## INSTRUCTIONS TO FOLLOW
Would you please copy each line of the data in which the string "OutputConfig" occurs?

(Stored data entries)
* * * *

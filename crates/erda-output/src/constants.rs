// Copyright 2023-Present Datadog, Inc. https://www.datadoghq.com/
// SPDX-License-Identifier: Apache-2.0

use std::time::Duration;

pub const DEFAULT_CONTAINER_PATH: &str = "/collect/logs/container";
pub const DEFAULT_JOB_PATH: &str = "/collect/logs/job";
pub const DEFAULT_REQUEST_TIMEOUT: Duration = Duration::from_secs(10);

pub const DEFAULT_BATCH_EVENT_LIMIT: usize = 1000;
pub const DEFAULT_BATCH_TRIGGER_TIMEOUT: Duration = Duration::from_secs(5);
pub const DEFAULT_COMPRESS_LEVEL: u32 = 3;

/// The job stream gets this fraction of the container stream's limits.
pub const JOB_LIMIT_DIVISOR: usize = 4;
pub const JOB_BATCH_TRIGGER_TIMEOUT: Duration = Duration::from_secs(2);

pub const DEFAULT_DOCKER_CONTAINER_ROOT_PATH: &str = "/var/lib/docker/containers";
pub const DEFAULT_DOCKER_CONFIG_SYNC_INTERVAL: Duration = Duration::from_secs(5 * 60);
pub const DOCKER_CONFIG_FILE: &str = "config.v2.json";
pub const DEFAULT_CONTAINER_ENV_INCLUDE: &[&str] = &[
    "TERMINUS_DEFINE_TAG",
    "DICE_CLUSTER_NAME",
    "DICE_APPLICATION_NAME",
    "DICE_SERVICE_NAME",
    "DICE_PROJECT_NAME",
    "DICE_WORKSPACE",
    "MSP_ENV_ID",
    "MONITOR_LOG_KEY",
];

/// Tag marking an event as job output; its value becomes the event id.
pub const JOB_TAG: &str = "terminus_define_tag";
/// Reserved tag prefix; prefixed keys also get a copy without it.
pub const INTERNAL_TAG_PREFIX: &str = "dice_";

/// Environment variable prefix for [`OutputConfig::from_env`](crate::config::OutputConfig::from_env).
pub const ENV_PREFIX: &str = "ERDA_";
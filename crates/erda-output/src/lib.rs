// Copyright 2023-Present Datadog, Inc. https://www.datadoghq.com/
// SPDX-License-Identifier: Apache-2.0

//! # Erda Output
//!
//! Output stage of a log shipping pipeline. Records from the pipeline are
//! turned into [`event::LogEvent`]s, tagged with Kubernetes and container
//! metadata, and micro-batched per stream (container output and job output).
//! A batch is flushed when it reaches its event count, its content size, or
//! its trigger timeout, whichever comes first. Flushed batches are JSON
//! encoded, optionally gzip compressed and POSTed to the Erda collector.
//!
//! - [`batch`]: the batching engine and its flush triggers
//! - [`compressor`]: reusable gzip compression of batch payloads
//! - [`sender`] / [`collector`]: payload delivery
//! - [`processor`] / [`metadata`]: record extraction and enrichment
//! - [`output`]: wiring of all of the above

#![cfg_attr(not(test), deny(clippy::panic))]
#![cfg_attr(not(test), deny(clippy::unwrap_used))]
#![cfg_attr(not(test), deny(clippy::expect_used))]
#![cfg_attr(not(test), deny(clippy::todo))]
#![cfg_attr(not(test), deny(clippy::unimplemented))]

pub mod batch;
pub mod collector;
pub mod compressor;
pub mod config;
pub mod constants;
pub mod errors;
pub mod event;
pub mod metadata;
pub mod output;
pub mod processor;
pub mod sender;

pub use batch::{BatchConfig, BatchEngine, BatchStats, FlushTrigger};
pub use config::OutputConfig;
pub use event::{LogEvent, Source, Stream};
pub use output::{AddStatus, Event, Output};
pub use sender::{RemoteSender, SendError};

* * * *

## THE COMPLETED TASK
/// Environment variable prefix for [`OutputConfig::from_env`](crate::config::OutputConfig::from_env).
pub use config::OutputConfig;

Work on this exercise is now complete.